_PROMPT_.
Which lines of the data include the string "return"? List them all.

_Stored records_.
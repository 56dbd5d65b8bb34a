//! Entry definitions
//!
//! The unit of data moved between memtables, the WAL and SSTables, plus the
//! length-prefixed encoding shared by the WAL payload and SSTable data files:
//!
//! ```text
//! ┌─────────────┬───────────┬───────────────────────┬─────────────┐
//! │ KeyLen (4)  │ Key       │ ValLen (4)            │ Value       │
//! │ u32 LE      │ KeyLen B  │ u32 LE, MAX=tombstone │ ValLen B    │
//! └─────────────┴───────────┴───────────────────────┴─────────────┘
//! ```

use bytes::{Buf, BufMut, Bytes};

use crate::error::{Result, TierError};

/// Sentinel value length marking a tombstone (the `-1` of the on-disk format)
pub const TOMBSTONE_MARKER: u32 = u32::MAX;

/// Fixed per-entry size of the two length prefixes
pub const ENTRY_HEADER_SIZE: usize = 8;

/// A key and its optional value. `value == None` is a tombstone.
#[derive(Debug, Clone, PartialEq, Eq)]
pub struct Entry {
    pub key: Bytes,
    pub value: Option<Bytes>,
}

impl Entry {
    /// A live key/value pair
    pub fn put(key: impl Into<Bytes>, value: impl Into<Bytes>) -> Self {
        Self {
            key: key.into(),
            value: Some(value.into()),
        }
    }

    /// A delete marker for `key`
    pub fn tombstone(key: impl Into<Bytes>) -> Self {
        Self {
            key: key.into(),
            value: None,
        }
    }

    /// Copy borrowed slices into an owned entry
    pub fn from_slices(key: &[u8], value: Option<&[u8]>) -> Self {
        Self {
            key: Bytes::copy_from_slice(key),
            value: value.map(Bytes::copy_from_slice),
        }
    }

    pub fn is_tombstone(&self) -> bool {
        self.value.is_none()
    }

    /// Size of this entry in the on-disk encoding
    pub fn encoded_len(&self) -> usize {
        ENTRY_HEADER_SIZE + self.key.len() + self.value.as_ref().map_or(0, |v| v.len())
    }

    /// Append the encoded entry to `buf`
    pub fn encode_into(&self, buf: &mut impl BufMut) {
        buf.put_u32_le(self.key.len() as u32);
        buf.put_slice(&self.key);
        match &self.value {
            Some(value) => {
                buf.put_u32_le(value.len() as u32);
                buf.put_slice(value);
            }
            None => buf.put_u32_le(TOMBSTONE_MARKER),
        }
    }

    /// Encode into a fresh buffer
    pub fn encode(&self) -> Vec<u8> {
        let mut buf = Vec::with_capacity(self.encoded_len());
        self.encode_into(&mut buf);
        buf
    }

    /// Decode one entry from the front of `buf`, advancing past it.
    ///
    /// Key and value share `buf`'s allocation.
    pub fn decode(buf: &mut Bytes) -> Result<Self> {
        let key_len = read_len(buf, "key length")?;
        if buf.remaining() < key_len as usize {
            return Err(TierError::Corruption(format!(
                "entry key truncated: need {} bytes, have {}",
                key_len,
                buf.remaining()
            )));
        }
        let key = buf.split_to(key_len as usize);

        let val_len = read_len(buf, "value length")?;
        let value = if val_len == TOMBSTONE_MARKER {
            None
        } else {
            if buf.remaining() < val_len as usize {
                return Err(TierError::Corruption(format!(
                    "entry value truncated: need {} bytes, have {}",
                    val_len,
                    buf.remaining()
                )));
            }
            Some(buf.split_to(val_len as usize))
        };

        Ok(Self { key, value })
    }
}

fn read_len(buf: &mut Bytes, what: &str) -> Result<u32> {
    if buf.remaining() < 4 {
        return Err(TierError::Corruption(format!(
            "entry {} truncated: {} byte(s) left",
            what,
            buf.remaining()
        )));
    }
    Ok(buf.get_u32_le())
}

_ANSWER AREA_.
            return Err(TierError::Corruption(format!(
                return Err(TierError::Corruption(format!(
        return Err(TierError::Corruption(format!(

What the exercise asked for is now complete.